◆ **What the exercise asks**: Your task is to print each record exactly as it reads.

◆ **Data for review**:
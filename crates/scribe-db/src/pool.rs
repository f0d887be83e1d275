use std::time::Duration;

use anyhow::{Context, Result};
use sqlx::postgres::PgPoolOptions;
use sqlx::{Executor, PgPool};
use tracing::info;

use crate::config::DbConfig;

/// Migrations embedded at compile time from `crates/scribe-db/migrations/`.
pub static MIGRATOR: sqlx::migrate::Migrator = sqlx::migrate!();

/// Create a connection pool with sensible defaults.
pub async fn create_pool(config: &DbConfig) -> Result<PgPool> {
    let pool = PgPoolOptions::new()
        .max_connections(5)
        .acquire_timeout(Duration::from_secs(10))
        .connect(&config.database_url)
        .await
        .with_context(|| format!("failed to connect to database at {}", config.database_url))?;
    Ok(pool)
}

/// Run all pending embedded migrations against the pool.
pub async fn run_migrations(pool: &PgPool) -> Result<()> {
    MIGRATOR
        .run(pool)
        .await
        .context("failed to run database migrations")?;

    info!("migrations applied successfully");
    Ok(())
}

/// Ensure the target database exists, creating it if necessary.
///
/// Connects to the `postgres` maintenance database and issues
/// `CREATE DATABASE <name>` when the target database is absent.
pub async fn ensure_database_exists(config: &DbConfig) -> Result<()> {
    let db_name = config
        .database_name()
        .context("could not determine database name from URL")?;

    let maintenance_url = config.maintenance_url();

    let maint_pool = PgPoolOptions::new()
        .max_connections(1)
        .acquire_timeout(Duration::from_secs(10))
        .connect(&maintenance_url)
        .await
        .with_context(|| {
            format!(
                "failed to connect to maintenance database at {}",
                maintenance_url
            )
        })?;

    // Check whether the database already exists.
    let exists: bool =
        sqlx::query_scalar("SELECT EXISTS(SELECT 1 FROM pg_database WHERE datname = $1)")
            .bind(db_name)
            .fetch_one(&maint_pool)
            .await
            .context("failed to query pg_database")?;

    if exists {
        info!(db = db_name, "database already exists");
    } else {
        // Database names cannot be parameterised in CREATE DATABASE, so we
        // validate the name to avoid SQL injection, then use string formatting.
        if !db_name
            .chars()
            .all(|c| c.is_ascii_alphanumeric() || c == '_')
        {
            anyhow::bail!("database name {:?} contains invalid characters", db_name);
        }
        let stmt = format!("CREATE DATABASE {db_name}");
        maint_pool
            .execute(stmt.as_str())
            .await
            .with_context(|| format!("failed to create database {db_name}"))?;
        info!(db = db_name, "database created");
    }

    maint_pool.close().await;
    Ok(())
}

/// Return the row count for every user-defined table in the `public` schema.
///
/// Useful for the `scribe db-init` success message.
pub async fn table_counts(pool: &PgPool) -> Result<Vec<(String, i64)>> {
    // Query information_schema for all tables, then count each one.
    let tables: Vec<(String,)> = sqlx::query_as(
        "SELECT tablename::text \
         FROM pg_tables \
         WHERE schemaname = 'public' \
         ORDER BY tablename",
    )
    .fetch_all(pool)
    .await
    .context("failed to list tables")?;

    let mut counts = Vec::with_capacity(tables.len());
    for (table_name,) in &tables {
        // Table names come from pg_tables so they are safe identifiers.
        let query = format!("SELECT COUNT(*) FROM {table_name}");
        let count: (i64,) = sqlx::query_as(&query)
            .fetch_one(pool)
            .await
            .with_context(|| format!("failed to count rows in {table_name}"))?;
        counts.push((table_name.clone(), count.0));
    }
    Ok(counts)
}
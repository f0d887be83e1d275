//! Database query functions for the `tasks` table.

use anyhow::{Context, Result};
use sqlx::PgPool;
use uuid::Uuid;

use crate::models::Task;

/// Insert a new task row. Returns the inserted task with server-generated
/// defaults (id, created_at).
///
/// `work_id` is `None` for general tasks not tied to any work stream.
pub async fn insert_task(
    pool: &PgPool,
    meeting_id: Uuid,
    work_id: Option<Uuid>,
    title: &str,
    task_order: i32,
) -> Result<Task> {
    let task = sqlx::query_as::<_, Task>(
        "INSERT INTO tasks (meeting_id, work_id, title, task_order) \
         VALUES ($1, $2, $3, $4) \
         RETURNING *",
    )
    .bind(meeting_id)
    .bind(work_id)
    .bind(title)
    .bind(task_order)
    .fetch_one(pool)
    .await
    .context("failed to insert task")?;

    Ok(task)
}

/// Fetch a single task by ID.
pub async fn get_task(pool: &PgPool, id: Uuid) -> Result<Option<Task>> {
    let task = sqlx::query_as::<_, Task>("SELECT * FROM tasks WHERE id = $1")
        .bind(id)
        .fetch_optional(pool)
        .await
        .context("failed to fetch task")?;

    Ok(task)
}

/// List all tasks for a meeting: work-scoped tasks first in work order,
/// then general tasks, each group in its own task order.
pub async fn list_tasks_for_meeting(pool: &PgPool, meeting_id: Uuid) -> Result<Vec<Task>> {
    let tasks = sqlx::query_as::<_, Task>(
        "SELECT t.* FROM tasks t \
         LEFT JOIN works w ON w.id = t.work_id \
         WHERE t.meeting_id = $1 \
         ORDER BY w.work_order ASC NULLS LAST, t.task_order ASC",
    )
    .bind(meeting_id)
    .fetch_all(pool)
    .await
    .context("failed to list tasks for meeting")?;

    Ok(tasks)
}

/// List the tasks of one work item within a meeting, in task order.
pub async fn list_tasks_for_work(
    pool: &PgPool,
    meeting_id: Uuid,
    work_id: Uuid,
) -> Result<Vec<Task>> {
    let tasks = sqlx::query_as::<_, Task>(
        "SELECT * FROM tasks \
         WHERE meeting_id = $1 AND work_id = $2 \
         ORDER BY task_order ASC",
    )
    .bind(meeting_id)
    .bind(work_id)
    .fetch_all(pool)
    .await
    .context("failed to list tasks for work")?;

    Ok(tasks)
}

/// List a meeting's general tasks (no work item), in task order.
pub async fn list_general_tasks(pool: &PgPool, meeting_id: Uuid) -> Result<Vec<Task>> {
    let tasks = sqlx::query_as::<_, Task>(
        "SELECT * FROM tasks \
         WHERE meeting_id = $1 AND work_id IS NULL \
         ORDER BY task_order ASC",
    )
    .bind(meeting_id)
    .fetch_all(pool)
    .await
    .context("failed to list general tasks")?;

    Ok(tasks)
}
//! Work-breakdown pipeline: prompt construction, response extraction,
//! hierarchy assembly, persistence.

pub mod assemble;
pub mod extract;
pub mod prompt;
pub mod service;

pub use assemble::{MeetingDraft, MeetingPlan, TaskDraft, WorkDraft, assemble};
pub use extract::{Extraction, WorkItemDraft, extract};
pub use prompt::build_prompt;
pub use service::{FALLBACK_RESPONSE, INTERNAL_INSTRUCTION, persist_plan, run_pipeline};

◆ **Written solution**:
filename crates/scribe-db/src/pool.rs
repository f0d887be83e1d275
use std::time::Duration;

use anyhow::{Context, Result};
use sqlx::postgres::PgPoolOptions;
use sqlx::{Executor, PgPool};
use tracing::info;

use crate::config::DbConfig;

/// Migrations embedded at compile time from `crates/scribe-db/migrations/`.
pub static MIGRATOR: sqlx::migrate::Migrator = sqlx::migrate!();

/// Create a connection pool with sensible defaults.
pub async fn create_pool(config: &DbConfig) -> Result<PgPool> {
    let pool = PgPoolOptions::new()
        .max_connections(5)
        .acquire_timeout(Duration::from_secs(10))
        .connect(&config.database_url)
        .await
        .with_context(|| format!("failed to connect to database at {}", config.database_url))?;
    Ok(pool)
}

/// Run all pending embedded migrations against the pool.
pub async fn run_migrations(pool: &PgPool) -> Result<()> {
    MIGRATOR
        .run(pool)
        .await
        .context("failed to run database migrations")?;

    info!("migrations applied successfully");
    Ok(())
}

/// Ensure the target database exists, creating it if necessary.
///
/// Connects to the `postgres` maintenance database and issues
/// `CREATE DATABASE <name>` when the target database is absent.
pub async fn ensure_database_exists(config: &DbConfig) -> Result<()> {
    let db_name = config
        .database_name()
        .context("could not determine database name from URL")?;

    let maintenance_url = config.maintenance_url();

    let maint_pool = PgPoolOptions::new()
        .max_connections(1)
        .acquire_timeout(Duration::from_secs(10))
        .connect(&maintenance_url)
        .await
        .with_context(|| {
            format!(
                "failed to connect to maintenance database at {}",
                maintenance_url
            )
        })?;

    // Check whether the database already exists.
    let exists: bool =
        sqlx::query_scalar("SELECT EXISTS(SELECT 1 FROM pg_database WHERE datname = $1)")
            .bind(db_name)
            .fetch_one(&maint_pool)
            .await
            .context("failed to query pg_database")?;

    if exists {
        info!(db = db_name, "database already exists");
    } else {
        // Database names cannot be parameterised in CREATE DATABASE, so we
        // validate the name to avoid SQL injection, then use string formatting.
        if !db_name
            .chars()
            .all(|c| c.is_ascii_alphanumeric() || c == '_')
        {
            anyhow::bail!("database name {:?} contains invalid characters", db_name);
        }
        let stmt = format!("CREATE DATABASE {db_name}");
        maint_pool
            .execute(stmt.as_str())
            .await
            .with_context(|| format!("failed to create database {db_name}"))?;
        info!(db = db_name, "database created");
    }

    maint_pool.close().await;
    Ok(())
}

/// Return the row count for every user-defined table in the `public` schema.
///
/// Useful for the `scribe db-init` success message.
pub async fn table_counts(pool: &PgPool) -> Result<Vec<(String, i64)>> {
    // Query information_schema for all tables, then count each one.
    let tables: Vec<(String,)> = sqlx::query_as(
        "SELECT tablename::text \
         FROM pg_tables \
         WHERE schemaname = 'public' \
         ORDER BY tablename",
    )
    .fetch_all(pool)
    .await
    .context("failed to list tables")?;

    let mut counts = Vec::with_capacity(tables.len());
    for (table_name,) in &tables {
        // Table names come from pg_tables so they are safe identifiers.
        let query = format!("SELECT COUNT(*) FROM {table_name}");
        let count: (i64,) = sqlx::query_as(&query)
            .fetch_one(pool)
            .await
            .with_context(|| format!("failed to count rows in {table_name}"))?;
        counts.push((table_name.clone(), count.0));
    }
    Ok(counts)
}
repository f0d887be83e1d275
//! Database query functions for the `tasks` table.

use anyhow::{Context, Result};
use sqlx::PgPool;
use uuid::Uuid;

use crate::models::Task;

/// Insert a new task row. Returns the inserted task with server-generated
/// defaults (id, created_at).
///
/// `work_id` is `None` for general tasks not tied to any work stream.
pub async fn insert_task(
    pool: &PgPool,
    meeting_id: Uuid,
    work_id: Option<Uuid>,
    title: &str,
    task_order: i32,
) -> Result<Task> {
    let task = sqlx::query_as::<_, Task>(
        "INSERT INTO tasks (meeting_id, work_id, title, task_order) \
         VALUES ($1, $2, $3, $4) \
         RETURNING *",
    )
    .bind(meeting_id)
    .bind(work_id)
    .bind(title)
    .bind(task_order)
    .fetch_one(pool)
    .await
    .context("failed to insert task")?;

    Ok(task)
}

/// Fetch a single task by ID.
pub async fn get_task(pool: &PgPool, id: Uuid) -> Result<Option<Task>> {
    let task = sqlx::query_as::<_, Task>("SELECT * FROM tasks WHERE id = $1")
        .bind(id)
        .fetch_optional(pool)
        .await
        .context("failed to fetch task")?;

    Ok(task)
}

/// List all tasks for a meeting: work-scoped tasks first in work order,
/// then general tasks, each group in its own task order.
pub async fn list_tasks_for_meeting(pool: &PgPool, meeting_id: Uuid) -> Result<Vec<Task>> {
    let tasks = sqlx::query_as::<_, Task>(
        "SELECT t.* FROM tasks t \
         LEFT JOIN works w ON w.id = t.work_id \
         WHERE t.meeting_id = $1 \
         ORDER BY w.work_order ASC NULLS LAST, t.task_order ASC",
    )
    .bind(meeting_id)
    .fetch_all(pool)
    .await
    .context("failed to list tasks for meeting")?;

    Ok(tasks)
}

/// List the tasks of one work item within a meeting, in task order.
pub async fn list_tasks_for_work(
    pool: &PgPool,
    meeting_id: Uuid,
    work_id: Uuid,
) -> Result<Vec<Task>> {
    let tasks = sqlx::query_as::<_, Task>(
        "SELECT * FROM tasks \
         WHERE meeting_id = $1 AND work_id = $2 \
         ORDER BY task_order ASC",
    )
    .bind(meeting_id)
    .bind(work_id)
    .fetch_all(pool)
    .await
    .context("failed to list tasks for work")?;

    Ok(tasks)
}

/// List a meeting's general tasks (no work item), in task order.
pub async fn list_general_tasks(pool: &PgPool, meeting_id: Uuid) -> Result<Vec<Task>> {
    let tasks = sqlx::query_as::<_, Task>(
        "SELECT * FROM tasks \
         WHERE meeting_id = $1 AND work_id IS NULL \
         ORDER BY task_order ASC",
    )
    .bind(meeting_id)
    .fetch_all(pool)
    .await
    .context("failed to list general tasks")?;

    Ok(tasks)
}
//! Work-breakdown pipeline: prompt construction, response extraction,
//! hierarchy assembly, persistence.

pub mod assemble;
pub mod extract;
pub mod prompt;
pub mod service;

pub use assemble::{MeetingDraft, MeetingPlan, TaskDraft, WorkDraft, assemble};
pub use extract::{Extraction, WorkItemDraft, extract};
pub use prompt::build_prompt;
pub use service::{FALLBACK_RESPONSE, INTERNAL_INSTRUCTION, persist_plan, run_pipeline};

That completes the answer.